Center for Plant Environmental Stress Physiology, Purdue University, West Lafayette, Indiana 47907–2010 (A.R., A.S., K.M., R.A.B., P.M.H.); Department of Plant Sciences, University of Arizona, Tucson, Arizona 85721 (B.-h.L., J.-K.Z.); and Centro de Edafología y Biología Aplicada del Segura-Consejo Superior de Investigaciones Científicas, Campus Universitario de Espinardo, 30100–Murcia, Spain (A.M.-M.)

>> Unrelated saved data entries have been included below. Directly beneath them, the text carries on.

//! Claim coordination: pricing, availability checks, reservations and the
//! exclusive claim itself.

use bigdecimal::{BigDecimal, RoundingMode, ToPrimitive};
use chrono::{DateTime, Utc};
use serde::Serialize;
use std::sync::Arc;
use uuid::Uuid;

use crate::auth::ClinicIdentity;
use crate::config::PricingConfig;
use crate::errors::{AppError, ResultExt};
use crate::models::{
    Clinic, Lead, LeadClaim, LeadLock, LeadStatus, NewClinic, PriceBreakdownView,
};
use crate::store::LeadStore;

pub const CLAIM_CLINIC_NAME: &str = "New Clinic";
pub const PROFILE_CLINIC_NAME: &str = "My Clinic";
const UNAVAILABLE: &str = "Lead is no longer available";

/// Amounts charged for one claim, all in minor currency units.
#[derive(Debug, Clone, Copy, PartialEq, Eq, Serialize)]
pub struct PriceBreakdown {
    pub amount_cents: i64,
    pub tax_cents: i64,
    pub fee_cents: i64,
    pub total_cents: i64,
}

impl PriceBreakdown {
    /// `tax = round_half_up(price * rate)`, `total = price + tax + fee`.
    pub fn compute(price_cents: i64, pricing: &PricingConfig) -> Result<Self, AppError> {
        let tax_cents = (BigDecimal::from(price_cents) * &pricing.tax_rate)
            .with_scale_round(0, RoundingMode::HalfUp)
            .to_i64()
            .ok_or_else(|| AppError::InternalError("Tax amount out of range".to_string()))?;
        let fee_cents = pricing.flat_fee_cents;
        let total_cents = price_cents
            .checked_add(tax_cents)
            .and_then(|sum| sum.checked_add(fee_cents))
            .ok_or_else(|| AppError::InternalError("Claim total out of range".to_string()))?;

        Ok(Self {
            amount_cents: price_cents,
            tax_cents,
            fee_cents,
            total_cents,
        })
    }
}

impl From<&LeadClaim> for PriceBreakdown {
    fn from(claim: &LeadClaim) -> Self {
        Self {
            amount_cents: claim.amount_cents,
            tax_cents: claim.tax_cents,
            fee_cents: claim.fee_cents,
            total_cents: claim.total_cents,
        }
    }
}

impl From<PriceBreakdown> for PriceBreakdownView {
    fn from(b: PriceBreakdown) -> Self {
        Self {
            amount_cents: b.amount_cents,
            tax_cents: b.tax_cents,
            fee_cents: b.fee_cents,
            total_cents: b.total_cents,
        }
    }
}

/// Whether `clinic_id` may reserve or claim `lead` right now.
///
/// Claimed leads are never available. A live lock held by another clinic
/// blocks; an expired lock counts as no lock.
pub fn ensure_available_to(
    lead: &Lead,
    lock: Option<&LeadLock>,
    clinic_id: Uuid,
    now: DateTime<Utc>,
) -> Result<(), AppError> {
    match lead.effective_status(lock, now) {
        LeadStatus::Available => Ok(()),
        LeadStatus::BeingClaimed if lock.is_some_and(|l| l.locked_by == clinic_id) => Ok(()),
        LeadStatus::BeingClaimed | LeadStatus::Claimed => {
            Err(AppError::Conflict(UNAVAILABLE.to_string()))
        }
    }
}

/// Parse a lead id supplied by a client.
pub fn parse_lead_id(raw: &str) -> Result<Uuid, AppError> {
    let raw = raw.trim();
    if raw.is_empty() {
        return Err(AppError::Validation("Lead ID required".to_string()));
    }
    Uuid::parse_str(raw).map_err(|_| AppError::Validation(format!("Invalid lead ID '{}'", raw)))
}

#[derive(Debug, Clone)]
pub struct ClaimOutcome {
    pub clinic_id: Uuid,
    pub claim: LeadClaim,
    pub breakdown: PriceBreakdown,
}

/// Runs claims and reservations on behalf of authenticated clinics.
#[derive(Clone)]
pub struct ClaimCoordinator {
    store: Arc<dyn LeadStore>,
    lock_ttl: chrono::Duration,
}

impl ClaimCoordinator {
    pub fn new(store: Arc<dyn LeadStore>, lock_ttl: chrono::Duration) -> Self {
        Self { store, lock_ttl }
    }

    /// Clinic for this identity, created on first use.
    pub async fn resolve_clinic(
        &self,
        identity: &ClinicIdentity,
        default_name: &str,
    ) -> Result<Clinic, AppError> {
        let clinic_name = identity
            .display_name
            .clone()
            .unwrap_or_else(|| default_name.to_string());

        self.store
            .upsert_clinic(NewClinic {
                external_id: identity.external_id.clone(),
                clinic_name,
                email: identity.email.clone(),
            })
            .await
            .with_context(|| format!("resolving clinic {}", identity.external_id))
    }

    /// Clinic id for the identity if it has a record, without creating one.
    pub async fn viewer_id(&self, identity: &ClinicIdentity) -> Result<Option<Uuid>, AppError> {
        Ok(self
            .store
            .find_clinic(&identity.external_id)
            .await?
            .map(|c| c.id))
    }

    /// Claim with pricing read from the environment.
    pub async fn claim(
        &self,
        lead_id: Uuid,
        identity: &ClinicIdentity,
    ) -> Result<ClaimOutcome, AppError> {
        let pricing = PricingConfig::from_env()?;
        self.claim_with_pricing(lead_id, identity, &pricing).await
    }

    pub async fn claim_with_pricing(
        &self,
        lead_id: Uuid,
        identity: &ClinicIdentity,
        pricing: &PricingConfig,
    ) -> Result<ClaimOutcome, AppError> {
        let clinic = self.resolve_clinic(identity, CLAIM_CLINIC_NAME).await?;

        let claim = self
            .store
            .claim_lead(lead_id, clinic.id, pricing, Utc::now())
            .await;

        match claim {
            Ok(claim) => {
                tracing::info!(
                    "Lead {} claimed by clinic {} (total {} cents)",
                    lead_id,
                    clinic.id,
                    claim.total_cents
                );
                Ok(ClaimOutcome {
                    clinic_id: clinic.id,
                    breakdown: PriceBreakdown::from(&claim),
                    claim,
                })
            }
            Err(e) => {
                if e.is_conflict() {
                    tracing::info!("Claim of lead {} by clinic {} rejected: {}", lead_id, clinic.id, e);
                } else {
                    tracing::warn!("Claim of lead {} by clinic {} failed: {}", lead_id, clinic.id, e);
                }
                Err(e)
            }
        }
    }

    /// Reserve the lead for this clinic for the configured lock lifetime.
    pub async fn reserve(
        &self,
        lead_id: Uuid,
        identity: &ClinicIdentity,
    ) -> Result<LeadLock, AppError> {
        let clinic = self.resolve_clinic(identity, CLAIM_CLINIC_NAME).await?;
        let now = Utc::now();

        let lock = self
            .store
            .reserve_lead(lead_id, clinic.id, now + self.lock_ttl, now)
            .await?;

        tracing::debug!(
            "Lead {} reserved by clinic {} until {}",
            lead_id,
            clinic.id,
            lock.expires_at
        );
        Ok(lock)
    }

    pub async fn release(&self, lead_id: Uuid, identity: &ClinicIdentity) -> Result<(), AppError> {
        let clinic_id = self
            .viewer_id(identity)
            .await?
            .ok_or_else(|| AppError::Conflict("No reservation held for this lead".to_string()))?;

        if !self.store.release_lead(lead_id, clinic_id).await? {
            return Err(AppError::Conflict(
                "No reservation held for this lead".to_string(),
            ));
        }

        tracing::debug!("Lead {} released by clinic {}", lead_id, clinic_id);
        Ok(())
    }
}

Genetic and physiological data establish that Arabidopsis AtHKT1 facilitates Na⁺ homeostasis in planta and by this function modulates K⁺ nutrient status. Mutations that disrupt AtHKT1 function suppress NaCl sensitivity of sos1-1 and sos2-2, as well as of sos3-1 seedlings grown in vitro and plants grown in controlled environmental conditions. hkt1 suppression of sos3-1 NaCl sensitivity is linked to higher Na⁺ content in the shoot and lower content of the ion in the root, reducing the Na⁺ imbalance between these organs that is caused by sos3-1. AtHKT1 transgene expression, driven by its innate promoter, increases NaCl but not LiCl or KCl sensitivity of wild-type (Col-0 gl1) or of sos3-1 seedlings. NaCl sensitivity induced by AtHKT1 transgene expression is linked to a lower K⁺ to Na⁺ ratio in the root. However, hkt1 mutations increase NaCl sensitivity of both seedlings in vitro and plants grown in controlled environmental conditions, which is correlated with a lower K⁺ to Na⁺ ratio in the shoot. These results establish that AtHKT1 is a focal determinant of Na⁺ homeostasis in planta, as either positive or negative modulation of its function disturbs ion status that is manifested as salt sensitivity. K⁺-deficient growth of sos1-1, sos2-2, and sos3-1 seedlings is suppressed completely by hkt1-1. AtHKT1 transgene expression exacerbates K⁺ deficiency of sos3-1 or wild-type seedlings. Together, these results indicate that AtHKT1 controls Na⁺ homeostasis in planta and through this function regulates K⁺ nutrient status.

² Present address: Botany and Plant Sciences, 2150 Bachelor Hall, University of California, Riverside, CA 92521.

Article, publication date, and citation information can be found at www.plantphysiol.org/cgi/doi/10.1104/pp.104.042234.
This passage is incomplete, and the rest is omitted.